**GIVEN ENTRIES:**
-- Opening Marker --

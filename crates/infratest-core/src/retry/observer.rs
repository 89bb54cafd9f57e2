//! Per-attempt diagnostics.

use std::sync::Mutex;

use super::classify::Classification;

/// What the runner reports after a retryable, non-terminal failure.
#[derive(Debug, Clone, PartialEq, Eq)]
pub struct AttemptReport {
    /// 1-based index of the attempt that failed.
    pub attempt: u32,
    pub max_attempts: u32,
    pub description: String,
    /// Rendered error text.
    pub error: String,
    pub classification: Classification,
}

/// Receives diagnostics from the runner. Formatting is up to the implementor.
pub trait RetryObserver {
    fn on_retry(&self, report: &AttemptReport);
}

impl<T: RetryObserver + ?Sized> RetryObserver for &T {
    fn on_retry(&self, report: &AttemptReport) {
        (**self).on_retry(report)
    }
}

/// Default observer: one `tracing` warning per retried attempt.
#[derive(Debug, Clone, Copy, Default)]
pub struct TracingObserver;

impl RetryObserver for TracingObserver {
    fn on_retry(&self, report: &AttemptReport) {
        tracing::warn!(
            attempt = report.attempt,
            max_attempts = report.max_attempts,
            description = %report.description,
            matched = report.classification.matched_id().unwrap_or("-"),
            error = %report.error,
            "{} returned a retryable error ({}); retrying",
            report.description,
            report.classification,
        );
    }
}

/// Observer that keeps every report, for callers that want to inspect or
/// summarise the retry history of a run after the fact.
#[derive(Debug, Default)]
pub struct RecordingObserver {
    reports: Mutex<Vec<AttemptReport>>,
}

impl RecordingObserver {
    pub fn new() -> Self {
        Self::default()
    }

    pub fn reports(&self) -> Vec<AttemptReport> {
        match self.reports.lock() {
            Ok(guard) => guard.clone(),
            Err(poisoned) => poisoned.into_inner().clone(),
        }
    }
}

impl RetryObserver for RecordingObserver {
    fn on_retry(&self, report: &AttemptReport) {
        let mut guard = match self.reports.lock() {
            Ok(guard) => guard,
            Err(poisoned) => poisoned.into_inner(),
        };
        guard.push(report.clone());
    }
}
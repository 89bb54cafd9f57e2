//! `infratest classify` – show how an error text would be classified.

use anyhow::Result;
use infratest_core::config::InfratestConfig;
use infratest_core::retry::Classifier;

pub fn run_classify(cfg: &InfratestConfig, catalog_names: &[String], text: &str) -> Result<()> {
    let catalogs = cfg.effective_catalogs(catalog_names)?;
    let classifier = Classifier::new(&catalogs);
    println!("{}", classifier.classify_text(text));
    Ok(())
}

-- Closing Marker --

Copy out each line of the data above, exactly, if it lies between the line holding "impl RetryObserver for TracingObserver" and the line holding "pub struct RecordingObserver", inclusive; copy no other line.

**THE COMPLETED TASK:**
impl RetryObserver for TracingObserver {
    fn on_retry(&self, report: &AttemptReport) {
        tracing::warn!(
            attempt = report.attempt,
            max_attempts = report.max_attempts,
            description = %report.description,
            matched = report.classification.matched_id().unwrap_or("-"),
            error = %report.error,
            "{} returned a retryable error ({}); retrying",
            report.description,
            report.classification,
        );
    }
}

/// Observer that keeps every report, for callers that want to inspect or
/// summarise the retry history of a run after the fact.
#[derive(Debug, Default)]
pub struct RecordingObserver {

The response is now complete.